There were a few things that bothered me about this game. The normal game play itself was fine, with one exception. There was too much use of the Wiimote (AKA the "waggle" stuff,) some of which merely hurt my hand, but quite a few that didn't work. The worst, and one of the things that finally put me off the game, was the "sword-fighting" in the penultimate level. Not only was it unwieldy and hard to block or attack, but three mistakes and you're defeated and killed! More on that point in a minute. I wasn't too fan of the game's art style, either. I love a lot of anime and Japanese-based design at large, but it can easily become too much. And this game, with its bunny pirates, high-pitched screaming monkeys, and hammy overacting pirate women, was too much. The graphics didn't exactly demonstrate the power of the system, either, not that it matters much for a game in this style.

But these weren't the things that made me give up on the game. What made me give up was the "lives" system. You see, nearly every level in the game has several ways for your character to die or otherwise lose permanently. When you die, you have only two options: start the level (which could take 15-20 minutes for the longer ones,) from scratch, or use up a limited number of lives to continue. That's bad enough for a graphic adventure game, but the real problem is the limited number of lives. It's not a limited number of lives per level, it's a number of lives per game! You only have a handful, and you have to buy more. And each life costs more than the last. To never redo the dozen or so puzzles you could have endured before yet another untimely death, you'd have to get dozens of lives and even grind for money! Have the people who made this game ever played an adventure game?

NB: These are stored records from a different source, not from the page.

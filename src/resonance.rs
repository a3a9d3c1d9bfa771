//! Resonance detection for the forced regime.

use crate::error::{PendulumError, PendulumResult};

/// Fixed relative tolerance for resonance: within 10 % of ω₀.
pub const RESONANCE_TOLERANCE: f64 = 0.10;

/// Whether the driving frequency is resonant with the natural frequency:
/// |ω_f − ω₀| / ω₀ < 0.10.
///
/// # Errors
///
/// Returns [`PendulumError::InvalidParameter`] when ω₀ is not strictly
/// positive (the relative difference would be undefined).
pub fn is_resonant(omega0: f64, omega_f: f64) -> PendulumResult<bool> {
    if omega0 <= 0.0 {
        return Err(PendulumError::invalid_parameter(format!(
            "resonance check requires omega0 > 0, got {omega0}"
        )));
    }
    Ok((omega_f - omega0).abs() / omega0 < RESONANCE_TOLERANCE)
}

The question, I suppose, is why the combination of impossible control commands, often purely random deaths based on trial and error design, and having to replay entire levels added up to the last completely given up game for years, and the similarly flawed Dead Rising compelled me to beat it twice and still want to play it more should I find a cheap copy? For starters, as annoying as the AI and some game play issues are in Dread Rising, save points were plentiful enough that you rarely lost more than a few minutes. Wow, save points? Imagine an innovation like that in Zack and Wiki! But I think part of it was the feel of the game. I initially assumed Dead Rising was the easy zombie game, but after I learned otherwise, it was reasonable to assume a Mature-rated game based on a horrific zombie apocalypses. Zack and Wiki is so obviously a children's game that it comes into violent conflict with the difficulty. Hell, besides the limited lives, it also penalizes your score for beating the level. Where does that sound familiar? Devil May Cry, the ultra-violent, adult-themed action game famous for its difficulty. What's the point? Hell, why not just penalize the character's score and leave it at that? A player tries a level, dies a few times, beats the level, and if they really care, they can repeat the level again flawlessly. That's how I handled Dead rising. I beat the game with a bad-ish ending the first time, and then I did it again with the best level and while rescuing all the survivors. That may have literally given me nightmares, but in the end, it felt good. A monkey that turns into a bell can't say as much.